//! Submission trigger.
//!
//! After a fill attempt with auto-send set: wait for the page to enable its
//! send affordance, activate the first enabled match, or fall back to an
//! Enter key press plus a form submit event. Reported optimistically.

use std::time::Duration;

use tracing::{debug, info};

use promptcast_config::TimingConfig;
use promptcast_protocols::{Control, PageSurface, SyntheticEvent, Widget};

use crate::profile::ProviderProfile;
use crate::wait::poll_until;

/// Generic send-button heuristics, tried after the provider's own selectors.
pub const GENERIC_SEND_SELECTORS: &[&str] = &[
    "button[data-testid='send-button']",
    "button[data-testid*='send' i]",
    "button[data-test-id*='send' i]",
    "button[aria-label*='send' i]",
    "button[aria-label*='submit' i]",
    "button svg[class*='send' i]",
    "button[class*='send' i]",
    "button[type='submit']",
];

/// Gap between the synthetic Enter keydown and keyup.
const KEY_PRESS_GAP: Duration = Duration::from_millis(50);

#[derive(Debug, Clone)]
pub struct SubmissionTrigger {
    initial_delay: Duration,
    poll_interval: Duration,
    poll_attempts: u32,
}

impl SubmissionTrigger {
    pub fn new(initial_delay: Duration, poll_interval: Duration, poll_attempts: u32) -> Self {
        Self {
            initial_delay,
            poll_interval,
            poll_attempts,
        }
    }

    pub fn from_timing(timing: &TimingConfig) -> Self {
        Self::new(
            timing.submit_initial_delay(),
            timing.submit_poll_interval(),
            timing.submit_poll_attempts,
        )
    }

    /// Returns `true` once a send was attempted, by button or by keyboard.
    pub async fn try_submit(
        &self,
        page: &dyn PageSurface,
        widget: &dyn Widget,
        profile: &ProviderProfile,
    ) -> bool {
        tokio::time::sleep(self.initial_delay).await;

        let control = poll_until(self.poll_attempts, self.poll_interval, || {
            self.locate(page, widget, profile)
        })
        .await;

        if let Some(control) = control {
            match control.activate().await {
                Ok(()) => {
                    info!("Activated send control {}", control.describe());
                    return true;
                }
                Err(e) => debug!("Activating {} failed: {}", control.describe(), e),
            }
        }

        debug!("No usable send control, falling back to Enter");
        self.press_enter(widget).await
    }

    /// First enabled control: provider selectors, generic heuristics, then
    /// any enabled button in the widget's form.
    async fn locate(
        &self,
        page: &dyn PageSurface,
        widget: &dyn Widget,
        profile: &ProviderProfile,
    ) -> Option<Box<dyn Control>> {
        let selectors = profile
            .send_selectors
            .iter()
            .map(String::as_str)
            .chain(GENERIC_SEND_SELECTORS.iter().copied());
        for selector in selectors {
            match page.find_enabled_control(selector).await {
                Ok(Some(control)) => return Some(control),
                Ok(None) => {}
                Err(e) => debug!("Send probe {} failed: {}", selector, e),
            }
        }
        match widget.enabled_form_button().await {
            Ok(found) => found,
            Err(e) => {
                debug!("Form button probe failed: {}", e);
                None
            }
        }
    }

    async fn press_enter(&self, widget: &dyn Widget) -> bool {
        let down = widget.dispatch(&SyntheticEvent::enter_down()).await;
        tokio::time::sleep(KEY_PRESS_GAP).await;
        let up = widget.dispatch(&SyntheticEvent::enter_up()).await;
        let form = widget.submit_enclosing_form().await;

        if let Ok(true) = form {
            debug!("Dispatched submit on enclosing form");
        }
        down.is_ok() || up.is_ok() || form.is_ok()
    }
}

impl Default for SubmissionTrigger {
    fn default() -> Self {
        Self::from_timing(&TimingConfig::default())
    }
}

#[cfg(test)]
mod tests {
    use super::*;
    use crate::profile::ProfileBook;
    use crate::testing::{FakeControl, FakePage, FakeWidget};
    use std::sync::Arc;
    use tokio::time::Instant;

    fn trigger() -> SubmissionTrigger {
        SubmissionTrigger::new(
            Duration::from_millis(400),
            Duration::from_millis(100),
            10,
        )
    }

    #[tokio::test(start_paused = true)]
    async fn test_profile_selector_wins() {
        let book = ProfileBook::builtin();
        let page = FakePage::new("chatgpt.com");
        let send = FakeControl::new("send");
        let generic = FakeControl::new("generic");
        page.insert_control("button[data-testid='send-button']", send.clone());
        page.insert_control("button[aria-label*='send' i]", generic.clone());
        let widget = FakeWidget::plain_textarea();

        let sent = trigger()
            .try_submit(&page, &widget, book.for_host("chatgpt.com"))
            .await;

        assert!(sent);
        assert_eq!(send.clicks(), 1);
        assert_eq!(generic.clicks(), 0);
    }

    #[tokio::test(start_paused = true)]
    async fn test_generic_heuristic_after_delay() {
        let book = ProfileBook::builtin();
        let page = Arc::new(FakePage::new("chat.example.org"));
        let widget = FakeWidget::editable();
        let send = FakeControl::new("aria send");

        let later = page.clone();
        let button = send.clone();
        tokio::spawn(async move {
            tokio::time::sleep(Duration::from_millis(650)).await;
            later.insert_control("button[aria-label*='send' i]", button);
        });

        let start = Instant::now();
        let sent = trigger()
            .try_submit(page.as_ref(), &widget, book.for_host("chat.example.org"))
            .await;

        assert!(sent);
        assert_eq!(send.clicks(), 1);
        assert_eq!(start.elapsed(), Duration::from_millis(700));
        assert!(widget.event_names().is_empty());
    }

    #[tokio::test(start_paused = true)]
    async fn test_form_button_heuristic() {
        let book = ProfileBook::builtin();
        let page = FakePage::new("chat.example.org");
        let button = FakeControl::new("form button");
        let widget = FakeWidget::plain_textarea().configure(|s| {
            s.form_button = Some(button.clone());
        });

        assert!(trigger().try_submit(&page, &widget, book.for_host("x")).await);
        assert_eq!(button.clicks(), 1);
    }

    #[tokio::test(start_paused = true)]
    async fn test_enter_fallback_when_nothing_enabled() {
        let book = ProfileBook::builtin();
        let page = FakePage::new("claude.ai");
        let widget = FakeWidget::editable().configure(|s| s.has_form = true);

        let start = Instant::now();
        let sent = trigger()
            .try_submit(&page, &widget, book.for_host("claude.ai"))
            .await;

        assert!(sent);
        assert_eq!(widget.event_names(), vec!["keydown", "keyup"]);
        assert!(widget.calls().contains(&"submit_enclosing_form"));
        // 400 ms initial delay, 9 gaps of 100 ms, 50 ms key press.
        assert_eq!(start.elapsed(), Duration::from_millis(1350));
    }
}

What to do: The word to look for is "info"; copy out every line of the entries that holds it.

Written solution:
use tracing::{debug, info};
                    info!("Activated send control {}", control.describe());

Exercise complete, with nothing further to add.